Beginning with the line that contains "#[diagnostic(code(talog::infra::config))]", output each line below exactly through the last one, both included, and nothing else.

== Segment start ==

// talog-core/src/infrastructure/error.rs

use miette::Diagnostic;
use thiserror::Error;

#[derive(Error, Debug, Diagnostic)]
pub enum TemplateError {
    #[error("Unresolved placeholder '{placeholder}' in {file} (line {line})")]
    #[diagnostic(
        code(talog::infra::template::unresolved),
        help("Define the value in an earlier parameter file, or pass it as a parameter.")
    )]
    Unresolved {
        file: String,
        placeholder: String,
        line: usize,
    },

    #[error("Template error in {file}: {message}")]
    #[diagnostic(
        code(talog::infra::template::malformed),
        help("Check your Jinja syntax ({{ ... }}).")
    )]
    Malformed { file: String, message: String },
}

#[derive(Error, Debug, Diagnostic)]
pub enum InfrastructureError {
    // --- FILESYSTEM (IO) ---
    #[error("File System Error on '{path}': {source}")]
    #[diagnostic(
        code(talog::infra::io),
        help("Check file permissions or path validity.")
    )]
    Io {
        path: String,
        #[source]
        source: std::io::Error,
    },

    // --- CONFIG / YAML ---
    #[error("YAML Parsing Error in '{path}': {source}")]
    #[diagnostic(
        code(talog::infra::yaml),
        help("Check your YAML syntax (indentation, types) after template rendering.")
    )]
    Yaml {
        path: String,
        #[source]
        source: serde_yaml::Error,
    },

    #[error("Configuration Error: {0}")]
    #[diagnostic(code(talog::infra::config))]
    ConfigError(String),

    #[error("Project configuration not found: {0}")]
    #[diagnostic(code(talog::infra::config_missing))]
    ConfigNotFound(String),

    #[error("Invalid project configuration: {0}")]
    #[diagnostic(code(talog::infra::project))]
    InvalidProject(#[from] validator::ValidationErrors),

    // --- TEMPLATING ---
    #[error(transparent)]
    #[diagnostic(transparent)]
    Template(#[from] TemplateError),
}

impl InfrastructureError {
    pub fn io(path: impl AsRef<std::path::Path>, source: std::io::Error) -> Self {
        InfrastructureError::Io {
            path: path.as_ref().display().to_string(),
            source,
        }
    }

    pub fn yaml(path: impl Into<String>, source: serde_yaml::Error) -> Self {
        InfrastructureError::Yaml {
            path: path.into(),
            source,
        }
    }
}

== Segment end ==

| RESULT OF THIS TASK |
    #[diagnostic(code(talog::infra::config))]
    ConfigError(String),

    #[error("Project configuration not found: {0}")]
    #[diagnostic(code(talog::infra::config_missing))]
    ConfigNotFound(String),

    #[error("Invalid project configuration: {0}")]
    #[diagnostic(code(talog::infra::project))]
    InvalidProject(#[from] validator::ValidationErrors),

    // --- TEMPLATING ---
    #[error(transparent)]
    #[diagnostic(transparent)]
    Template(#[from] TemplateError),
}

impl InfrastructureError {
    pub fn io(path: impl AsRef<std::path::Path>, source: std::io::Error) -> Self {
        InfrastructureError::Io {
            path: path.as_ref().display().to_string(),
            source,
        }
    }

    pub fn yaml(path: impl Into<String>, source: serde_yaml::Error) -> Self {
        InfrastructureError::Yaml {
            path: path.into(),
            source,
        }
    }
}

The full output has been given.